━━━ Supplied data ━━━
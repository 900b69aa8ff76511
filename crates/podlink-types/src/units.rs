//! Insulin quantities, quantized to pod pulses.
//!
//! The pod delivers insulin in discrete pulses of 0.05 U. Representing
//! quantities as whole pulse counts keeps dose arithmetic exact; floating
//! point only appears at the display boundary.

use std::fmt::Display;
use std::ops::{Add, AddAssign};

use serde::{Deserialize, Serialize};

use crate::consts::UNITS_PER_PULSE;

/// An insulin quantity in whole pod pulses (1 pulse = 0.05 U).
#[derive(
    Debug, Clone, Copy, PartialEq, Eq, PartialOrd, Ord, Hash, Serialize, Deserialize, Default,
)]
pub struct Units(u32);

impl Units {
    pub const ZERO: Units = Units(0);

    /// Creates a quantity from a whole pulse count.
    pub const fn from_pulses(pulses: u32) -> Self {
        Self(pulses)
    }

    /// Creates a quantity from fractional units, rounding to the nearest
    /// pulse. Negative inputs clamp to zero.
    pub fn from_f64(units: f64) -> Self {
        if units <= 0.0 {
            return Self(0);
        }
        Self((units / UNITS_PER_PULSE).round() as u32)
    }

    pub const fn pulses(self) -> u32 {
        self.0
    }

    pub fn as_f64(self) -> f64 {
        f64::from(self.0) * UNITS_PER_PULSE
    }

    pub const fn is_zero(self) -> bool {
        self.0 == 0
    }

    /// Subtraction clamped at zero. Dose accounting must never go negative
    /// even if the pod reports more undelivered insulin than was programmed.
    pub fn saturating_sub(self, rhs: Units) -> Units {
        Units(self.0.saturating_sub(rhs.0))
    }
}

impl Add for Units {
    type Output = Units;

    fn add(self, rhs: Self) -> Self::Output {
        Units(self.0 + rhs.0)
    }
}

impl AddAssign for Units {
    fn add_assign(&mut self, rhs: Self) {
        self.0 += rhs.0;
    }
}

impl Display for Units {
    fn fmt(&self, f: &mut std::fmt::Formatter<'_>) -> std::fmt::Result {
        write!(f, "{:.2} U", self.as_f64())
    }
}

/// A delivery rate in pod pulses per hour (0.05 U/h resolution).
#[derive(
    Debug, Clone, Copy, PartialEq, Eq, PartialOrd, Ord, Hash, Serialize, Deserialize, Default,
)]
pub struct UnitsPerHour(u32);

impl UnitsPerHour {
    pub const ZERO: UnitsPerHour = UnitsPerHour(0);

    pub const fn from_pulses_per_hour(pulses: u32) -> Self {
        Self(pulses)
    }

    /// Creates a rate from fractional units per hour, rounding to the
    /// nearest pulse per hour. Negative inputs clamp to zero.
    pub fn from_f64(units_per_hour: f64) -> Self {
        if units_per_hour <= 0.0 {
            return Self(0);
        }
        Self((units_per_hour / UNITS_PER_PULSE).round() as u32)
    }

    pub const fn pulses_per_hour(self) -> u32 {
        self.0
    }

    pub fn as_f64(self) -> f64 {
        f64::from(self.0) * UNITS_PER_PULSE
    }
}

impl Display for UnitsPerHour {
    fn fmt(&self, f: &mut std::fmt::Formatter<'_>) -> std::fmt::Result {
        write!(f, "{:.2} U/h", self.as_f64())
    }
}

#[cfg(test)]
mod tests {
    use super::*;

    #[test]
    fn units_round_to_nearest_pulse() {
        assert_eq!(Units::from_f64(2.6).pulses(), 52);
        assert_eq!(Units::from_f64(0.5).pulses(), 10);
        assert_eq!(Units::from_f64(0.024).pulses(), 0);
        assert_eq!(Units::from_f64(0.026).pulses(), 1);
        assert_eq!(Units::from_f64(-1.0), Units::ZERO);
    }

    #[test]
    fn units_display() {
        assert_eq!(Units::from_pulses(52).to_string(), "2.60 U");
        assert_eq!(Units::ZERO.to_string(), "0.00 U");
    }

    #[test]
    fn saturating_sub_clamps_at_zero() {
        let one = Units::from_pulses(20);
        let two = Units::from_pulses(30);
        assert_eq!(two.saturating_sub(one).pulses(), 10);
        assert_eq!(one.saturating_sub(two), Units::ZERO);
    }

    #[test]
    fn rate_roundtrip() {
        let rate = UnitsPerHour::from_f64(1.55);
        assert_eq!(rate.pulses_per_hour(), 31);
        assert!((rate.as_f64() - 1.55).abs() < f64::EPSILON);
    }
}
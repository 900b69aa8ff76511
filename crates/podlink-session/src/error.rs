//! The session error taxonomy.

use thiserror::Error;

use podlink_types::PodAddress;
use podlink_wire::{BlockType, DetailedStatus};

use crate::transport::TransportError;

/// Errors surfaced by session operations.
///
/// Delivery operations never return these directly; they classify them into
/// the three-valued [`DeliveryCommandResult`](crate::DeliveryCommandResult)
/// so the assume-delivered / assume-not-delivered decision is explicit at
/// the call site. Setup and status operations return them and are safe to
/// retry (the setup sequencer is idempotent).
#[derive(Debug, Clone, PartialEq, Error)]
pub enum PodCommsError {
    #[error("operation requires an active pod")]
    NoPodPaired,

    #[error("response contained no blocks")]
    EmptyResponse,

    #[error("unexpected response block {0}")]
    UnexpectedResponse(BlockType),

    #[error("response address {got} does not match pod address {expected}")]
    InvalidAddress { got: PodAddress, expected: PodAddress },

    #[error("a bolus is already in progress")]
    UnfinalizedBolus,

    #[error("a temp basal is already in progress")]
    UnfinalizedTempBasal,

    #[error("scheduled delivery is suspended")]
    PodSuspended,

    #[error("nonce resync failed after retry")]
    NonceResyncFailed,

    #[error("pod rejected the command (code {0:#04X})")]
    RejectedMessage(u8),

    #[error("pod fault {}", .0.fault_event_code)]
    PodFault(DetailedStatus),

    #[error("pod activation time exceeded")]
    ActivationTimeExceeded,

    /// Wraps every condition the transport itself surfaces: timeout with
    /// no reply, ack where a message was expected, undecodable or
    /// unexpected packets, RSSI bounds, a different pod answering.
    #[error("transport error: {0}")]
    CommsError(#[from] TransportError),
}

impl PodCommsError {
    /// Whether this failure's disposition is knowable without a status
    /// round-trip: the command certainly did not execute.
    ///
    /// Everything else is treated as uncertain — the command may have
    /// reached the pod even though the reply was lost.
    pub fn is_certain_failure(&self) -> bool {
        matches!(
            self,
            PodCommsError::NonceResyncFailed
                | PodCommsError::RejectedMessage(_)
                | PodCommsError::PodFault(_)
                | PodCommsError::ActivationTimeExceeded
        )
    }
}
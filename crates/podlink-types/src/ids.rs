//! Pod identifiers.
//!
//! A pod is addressed by a 32-bit radio address assigned at pairing and
//! carries two factory identifiers, the lot number and the TID, which seed
//! the nonce generator.

use std::fmt::Display;

use serde::{Deserialize, Serialize};

/// Radio address assigned to a pod during pairing.
///
/// Immutable for the life of the pod. Every non-setup response must carry
/// this address; a mismatch means crosstalk with another pod and is a hard
/// error.
#[derive(Debug, Clone, Copy, PartialEq, Eq, PartialOrd, Ord, Hash, Serialize, Deserialize)]
pub struct PodAddress(u32);

impl PodAddress {
    pub fn new(address: u32) -> Self {
        Self(address)
    }

    pub fn as_u32(self) -> u32 {
        self.0
    }
}

impl Display for PodAddress {
    fn fmt(&self, f: &mut std::fmt::Formatter<'_>) -> std::fmt::Result {
        write!(f, "{:08X}", self.0)
    }
}

impl From<u32> for PodAddress {
    fn from(value: u32) -> Self {
        Self(value)
    }
}

impl From<PodAddress> for u32 {
    fn from(address: PodAddress) -> Self {
        address.0
    }
}

/// Factory lot number reported by the pod.
#[derive(Debug, Clone, Copy, PartialEq, Eq, Hash, Serialize, Deserialize)]
pub struct Lot(u32);

impl Lot {
    pub fn new(lot: u32) -> Self {
        Self(lot)
    }

    pub fn as_u32(self) -> u32 {
        self.0
    }

    /// Low 16 bits, used by the nonce resync seed computation.
    pub fn low_word(self) -> u32 {
        self.0 & 0xFFFF
    }
}

impl Display for Lot {
    fn fmt(&self, f: &mut std::fmt::Formatter<'_>) -> std::fmt::Result {
        write!(f, "{}", self.0)
    }
}

impl From<u32> for Lot {
    fn from(value: u32) -> Self {
        Self(value)
    }
}

/// Factory TID (serial) reported by the pod.
#[derive(Debug, Clone, Copy, PartialEq, Eq, Hash, Serialize, Deserialize)]
pub struct Tid(u32);

impl Tid {
    pub fn new(tid: u32) -> Self {
        Self(tid)
    }

    pub fn as_u32(self) -> u32 {
        self.0
    }

    /// Low 16 bits, used by the nonce resync seed computation.
    pub fn low_word(self) -> u32 {
        self.0 & 0xFFFF
    }
}

impl Display for Tid {
    fn fmt(&self, f: &mut std::fmt::Formatter<'_>) -> std::fmt::Result {
        write!(f, "{}", self.0)
    }
}

impl From<u32> for Tid {
    fn from(value: u32) -> Self {
        Self(value)
    }
}

#[cfg(test)]
mod tests {
    use super::*;

    #[test]
    fn address_displays_as_hex() {
        assert_eq!(PodAddress::new(0x1F0E_C0DE).to_string(), "1F0EC0DE");
    }

    #[test]
    fn lot_and_tid_low_words() {
        assert_eq!(Lot::new(0x0012_AB34).low_word(), 0xAB34);
        assert_eq!(Tid::new(0xFFFF_0001).low_word(), 0x0001);
    }
}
━━━
The word "assigned" appears in some lines of the data. Copy every one of those lines.

> _Result of this exercise_:
//! A pod is addressed by a 32-bit radio address assigned at pairing and
/// Radio address assigned to a pod during pairing.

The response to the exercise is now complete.